Durante la mayor parte de su vida, los problemas de Kevin también pasaron bastante inadvertidos. Era inteligente, pero aborrecía la escuela; al parecer, tenía muy pocos amigos, y el único que nosotros conocíamos se dedicaba a adularlo; se habían sucedido una serie de incidentes ambiguos, desde el de la pequeña Violetta al de la chica a la que hemos convenido en llamar Alice, pero fui la única que se alarmó por ellos. No obstante, el carácter se manifiesta con notable uniformidad, ya se esté en el campo de batalla o en el supermercado. Para mí, todo lo relativo a Kevin era monolítico. Y si mis teorías acerca de su disposición existencial parecen demasiado ampulosas, reduzcámoslas al engrudo unificador de una sola palabra: malevolencia.
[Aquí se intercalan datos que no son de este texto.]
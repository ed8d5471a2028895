//! Document servers running as tokio tasks
//!
//! Each open document gets its own task that owns a [`DocumentServer`].
//! Requests reach it through a bounded command channel and are handled one at
//! a time, so the task is the document's serialization point. Committed
//! deltas are fanned out to subscribers over a broadcast channel.

use super::server::DocumentServer;
use super::version::HashedVersion;
use crate::config::ServerConfig;
use crate::error::{Result, SyncError};
use crate::ot::Operation;
use crate::protocol::{ClientMessage, ServerMessage};
use crate::DocumentId;
use std::collections::HashMap;
use tokio::sync::{broadcast, mpsc, oneshot};
use tracing::{debug, info};

enum Command {
    Handle {
        message: ClientMessage,
        reply: oneshot::Sender<ServerMessage>,
    },
    Snapshot {
        reply: oneshot::Sender<(Operation, HashedVersion)>,
    },
}

/// Cheap, cloneable access to one running document
#[derive(Debug, Clone)]
pub struct DocumentHandle {
    document_id: DocumentId,
    commands: mpsc::Sender<Command>,
    committed: broadcast::Sender<ServerMessage>,
}

impl DocumentHandle {
    /// Start a task serving `server`. Must be called inside a tokio runtime.
    pub fn spawn(server: DocumentServer, config: &ServerConfig) -> Self {
        let (commands, inbox) = mpsc::channel(config.command_buffer.max(1));
        let (committed, _) = broadcast::channel(config.broadcast_capacity.max(1));
        let document_id = server.document_id().to_string();

        tokio::spawn(run(server, inbox, committed.clone()));

        Self {
            document_id,
            commands,
            committed,
        }
    }

    pub fn document_id(&self) -> &str {
        &self.document_id
    }

    /// Send a client message and wait for the reply meant for its sender
    ///
    /// # Errors
    ///
    /// [`SyncError::Protocol`] if the message names another document or the
    /// document task has stopped.
    pub async fn send(&self, message: ClientMessage) -> Result<ServerMessage> {
        if message.document_id() != self.document_id {
            return Err(SyncError::Protocol(format!(
                "message for {} sent to {}",
                message.document_id(),
                self.document_id
            )));
        }
        let (reply, response) = oneshot::channel();
        self.commands
            .send(Command::Handle { message, reply })
            .await
            .map_err(|_| self.stopped())?;
        response.await.map_err(|_| self.stopped())
    }

    /// Current document and version as seen by the task
    pub async fn snapshot(&self) -> Result<(Operation, HashedVersion)> {
        let (reply, response) = oneshot::channel();
        self.commands
            .send(Command::Snapshot { reply })
            .await
            .map_err(|_| self.stopped())?;
        response.await.map_err(|_| self.stopped())
    }

    /// Receive every delta committed from now on, as
    /// [`ServerMessage::Committed`]
    pub fn subscribe(&self) -> broadcast::Receiver<ServerMessage> {
        self.committed.subscribe()
    }

    fn stopped(&self) -> SyncError {
        SyncError::Protocol(format!("document task for {} has stopped", self.document_id))
    }
}

async fn run(
    mut server: DocumentServer,
    mut inbox: mpsc::Receiver<Command>,
    committed: broadcast::Sender<ServerMessage>,
) {
    debug!(document = %server.document_id(), "document task started");

    while let Some(command) = inbox.recv().await {
        match command {
            Command::Handle { message, reply } => {
                let (response, broadcast) = server.handle(message, crate::now_millis());
                if let Some(broadcast) = broadcast {
                    // No subscribers is fine
                    let _ = committed.send(broadcast);
                }
                let _ = reply.send(response);
            }
            Command::Snapshot { reply } => {
                let _ = reply.send(server.snapshot());
            }
        }
    }

    debug!(document = %server.document_id(), "document task stopped");
}

/// Routes client messages to per-document tasks, starting them on first use
#[derive(Debug, Default)]
pub struct DocumentHub {
    config: ServerConfig,
    documents: HashMap<DocumentId, DocumentHandle>,
}

impl DocumentHub {
    pub fn new(config: ServerConfig) -> Self {
        Self {
            config,
            documents: HashMap::new(),
        }
    }

    /// Handle for `document_id`, starting an empty document if needed
    pub fn document(&mut self, document_id: &str) -> DocumentHandle {
        if let Some(handle) = self.documents.get(document_id) {
            return handle.clone();
        }
        info!(document = %document_id, "starting document task");
        let server = DocumentServer::new(document_id, self.config.clone());
        let handle = DocumentHandle::spawn(server, &self.config);
        self.documents.insert(document_id.to_string(), handle.clone());
        handle
    }

    /// Forward a message to the task for the document it names
    pub async fn route(&mut self, message: ClientMessage) -> Result<ServerMessage> {
        let handle = self.document(message.document_id());
        handle.send(message).await
    }

    pub fn len(&self) -> usize {
        self.documents.len()
    }

    pub fn is_empty(&self) -> bool {
        self.documents.is_empty()
    }
}

#[cfg(test)]
mod tests {
    use super::*;
    use crate::config::SessionConfig;
    use crate::document::Document;
    use crate::ot::OperationBuilder;
    use crate::sync::{ClientSession, DeltaSubmission, SessionState};

    fn insert_at(pos: usize, len: usize, text: &str) -> Operation {
        let mut b = OperationBuilder::new();
        b.retain(pos).insert_characters(text).retain(len - pos);
        b.build()
    }

    #[tokio::test]
    async fn test_submit_and_broadcast() {
        let mut hub = DocumentHub::new(ServerConfig::default());
        let handle = hub.document("notes");
        let mut committed = handle.subscribe();

        let (_, v0) = handle.snapshot().await.unwrap();
        let submission = DeltaSubmission::new("alice", v0, insert_at(0, 0, "hi"));
        let reply = hub
            .route(ClientMessage::Submit {
                document_id: "notes".into(),
                delta: submission.clone(),
            })
            .await
            .unwrap();

        match reply {
            ServerMessage::Ack { ack, .. } => assert_eq!(ack.delta_id, submission.id),
            other => panic!("expected ack, got {:?}", other),
        }
        match committed.recv().await.unwrap() {
            ServerMessage::Committed { delta, .. } => {
                assert_eq!(delta.id, submission.id);
                assert!(delta.verify().unwrap());
            }
            other => panic!("expected committed delta, got {:?}", other),
        }

        let (snapshot, version) = handle.snapshot().await.unwrap();
        assert_eq!(Document::from_operation(&snapshot).unwrap().text(), "hi");
        assert_eq!(version.version(), 1);
    }

    #[tokio::test]
    async fn test_session_follows_broadcast_then_reply() {
        let mut hub = DocumentHub::new(ServerConfig::default());
        let handle = hub.document("notes");
        let mut committed = handle.subscribe();

        let (snapshot, version) = handle.snapshot().await.unwrap();
        let mut session = ClientSession::new(
            "notes",
            "alice",
            Document::from_operation(&snapshot).unwrap(),
            version,
            SessionConfig::default(),
        );
        session.local_edit(&insert_at(0, 0, "hi")).unwrap();
        let message = session.outgoing_message(0).unwrap().unwrap();

        let reply = handle.send(message).await.unwrap();
        // The task publishes the commit before it answers the sender
        session.handle(committed.recv().await.unwrap()).unwrap();
        session.handle(reply).unwrap();

        assert!(session.is_settled());
        assert_eq!(session.state(), SessionState::Connected);
        assert_eq!(session.server_version().version(), 1);
        assert_eq!(session.document().text(), "hi");
    }

    #[tokio::test]
    async fn test_documents_are_independent() {
        let mut hub = DocumentHub::new(ServerConfig::default());
        let a = hub.document("a");
        let again = hub.document("a");
        let b = hub.document("b");
        assert_eq!(hub.len(), 2);

        let (_, v0) = a.snapshot().await.unwrap();
        again
            .send(ClientMessage::Submit {
                document_id: "a".into(),
                delta: DeltaSubmission::new("alice", v0, insert_at(0, 0, "x")),
            })
            .await
            .unwrap();

        assert_eq!(a.snapshot().await.unwrap().1.version(), 1);
        assert_eq!(b.snapshot().await.unwrap().1.version(), 0);
    }

    #[tokio::test]
    async fn test_wrong_document_rejected() {
        let mut hub = DocumentHub::new(ServerConfig::default());
        let handle = hub.document("a");
        let err = handle
            .send(ClientMessage::Open {
                document_id: "b".into(),
                version: HashedVersion::unsigned(0),
            })
            .await
            .unwrap_err();
        assert!(matches!(err, SyncError::Protocol(_)));
    }

    #[tokio::test]
    async fn test_open_unknown_version_resyncs() {
        let mut hub = DocumentHub::new(ServerConfig::default());
        let reply = hub
            .route(ClientMessage::Open {
                document_id: "a".into(),
                version: HashedVersion::unsigned(4),
            })
            .await
            .unwrap();
        assert!(matches!(reply, ServerMessage::ResyncRequired { .. }));
    }
}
Por consiguiente, cuando dos policías de Orangetown llamaron a nuestra puerta una noche de diciembre de 1997 trayendo a remolque a Kevin y Leonard Pugh, su desagradable compañero, te llevaste una sorpresa, pero yo me dije que aquella visita policial era algo cantado.
—¿Qué puedo hacer por ustedes, agentes? —te oí preguntarles.
—¿El señor Khadourian?
—Plaskett —los corregiste, y no por primera vez—. Pero soy el padre de Kevin, sí.
Estaba ayudando a Celia con sus deberes, pero la dejé y corrí, llena de expectante curiosidad, al recibidor, donde me coloqué detrás de ti.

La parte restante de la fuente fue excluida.